Saved data entries:
○ ○ ○

use std::sync::Arc;

use async_trait::async_trait;
use futures::stream::{self, StreamExt};
use tracing::warn;

use crate::application::dto::{AnalysisReport, AnalyzeProductRequest};
use crate::ports::inbound::ProductAnalysisPort;
use crate::ports::outbound::{
    AnalysisEngine, ProductRepository, ProgressReporter, ReviewSource, ReviewSubject,
};
use crate::shared::TrustLensError;
use crate::trust_scoring::domain::{Product, ProductDraft, Review, TrustScore};
use crate::trust_scoring::services::TrustCalculator;

/// Maximum number of marketplaces queried at the same time.
const MAX_CONCURRENT_SOURCES: usize = 4;

/// AnalyzeProductUseCase - Core use case for product analysis
///
/// This use case orchestrates the full analysis workflow: validate the
/// submission, collect reviews from every configured marketplace in
/// parallel, score the product, and persist the result.
///
/// Failures are contained where the workflow can continue without them:
/// a marketplace that cannot be reached is skipped, and an engine
/// failure falls back to the deterministic calculator. Only validation
/// and storage failures abort the analysis.
pub struct AnalyzeProductUseCase {
    sources: Vec<Arc<dyn ReviewSource>>,
    engine: Arc<dyn AnalysisEngine>,
    products: Arc<dyn ProductRepository>,
    progress: Arc<dyn ProgressReporter>,
}

impl AnalyzeProductUseCase {
    /// Creates a new AnalyzeProductUseCase with injected dependencies
    pub fn new(
        sources: Vec<Arc<dyn ReviewSource>>,
        engine: Arc<dyn AnalysisEngine>,
        products: Arc<dyn ProductRepository>,
        progress: Arc<dyn ProgressReporter>,
    ) -> Self {
        Self {
            sources,
            engine,
            products,
            progress,
        }
    }

    /// Collects reviews from every source, tolerating individual failures.
    ///
    /// Sources run concurrently, bounded by `MAX_CONCURRENT_SOURCES`. The
    /// combined result is sorted into the canonical platform order (newest
    /// first within a platform) so the caller sees the same order no matter
    /// which source answered first.
    async fn gather_reviews(&self, subject: &ReviewSubject) -> Vec<Review> {
        let total = self.sources.len();
        self.progress.report(&format!(
            "🔍 Collecting reviews for '{}' from {} platforms...",
            subject.name, total
        ));

        let fetches: Vec<_> = self
            .sources
            .iter()
            .cloned()
            .map(|source| {
                let subject = subject.clone();
                async move {
                    let platform = source.platform();
                    (platform, source.fetch_reviews(&subject).await)
                }
            })
            .collect();
        let outcomes: Vec<_> = stream::iter(fetches)
            .buffer_unordered(MAX_CONCURRENT_SOURCES)
            .collect()
            .await;

        let mut reviews = Vec::new();
        for (completed, (platform, outcome)) in outcomes.into_iter().enumerate() {
            match outcome {
                Ok(mut found) => {
                    self.progress.advance(
                        completed + 1,
                        total,
                        &format!("{}: {} reviews", platform, found.len()),
                    );
                    reviews.append(&mut found);
                }
                Err(error) => {
                    warn!(
                        platform = platform.as_str(),
                        error = %error,
                        "review source failed, continuing without it"
                    );
                    self.progress
                        .warn(&format!("⚠️ {} unavailable: {}", platform, error));
                }
            }
        }

        reviews.sort_by_key(|r| (r.platform.ordinal(), std::cmp::Reverse(r.date)));
        reviews
    }

    /// Scores the product, falling back to the deterministic calculator
    /// when the configured engine fails or returns a malformed score.
    async fn score_product(&self, product: &Product, reviews: &[Review]) -> TrustScore {
        self.progress.report(&format!(
            "📊 Scoring {} reviews with the {} engine...",
            reviews.len(),
            self.engine.name()
        ));

        let verdict = self
            .engine
            .analyze(product, reviews)
            .await
            .and_then(|score| {
                score.validate()?;
                Ok(score)
            });

        match verdict {
            Ok(score) => score,
            Err(error) => {
                warn!(
                    engine = self.engine.name(),
                    error = %error,
                    "analysis engine failed, falling back to deterministic scoring"
                );
                self.progress.warn(&format!(
                    "⚠️ {} engine unavailable, using built-in scoring",
                    self.engine.name()
                ));
                TrustCalculator::calculate(product.id, reviews)
            }
        }
    }
}

#[async_trait]
impl ProductAnalysisPort for AnalyzeProductUseCase {
    async fn analyze(
        &self,
        request: AnalyzeProductRequest,
    ) -> Result<AnalysisReport, TrustLensError> {
        // Step 1: Validate the submission and settle defaults
        let draft = ProductDraft::new(
            request.product_name,
            request.product_description,
            request.product_url,
        )?;
        let mut product = Product::from_draft(draft);

        // Step 2: Collect reviews from every configured marketplace
        let subject = ReviewSubject::for_product(&product);
        let reviews = self.gather_reviews(&subject).await;

        // Step 3: Score the product
        let score = self.score_product(&product, &reviews).await;
        let overall = score.overall_score;
        product.trust_score = Some(score);

        // Step 4: Persist the completed analysis as one unit
        self.products
            .insert_analyzed(&product, &reviews)
            .await
            .map_err(TrustLensError::storage)?;

        self.progress.done(&format!(
            "✅ Analysis complete: '{}' scored {:.1} from {} reviews",
            product.name,
            overall,
            reviews.len()
        ));

        Ok(AnalysisReport::new(product, reviews))
    }
}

○ ○ ○

## To do
Search the entries for the string "outcomes". Copy every line that has it.

## Answer area
        let outcomes: Vec<_> = stream::iter(fetches)
        for (completed, (platform, outcome)) in outcomes.into_iter().enumerate() {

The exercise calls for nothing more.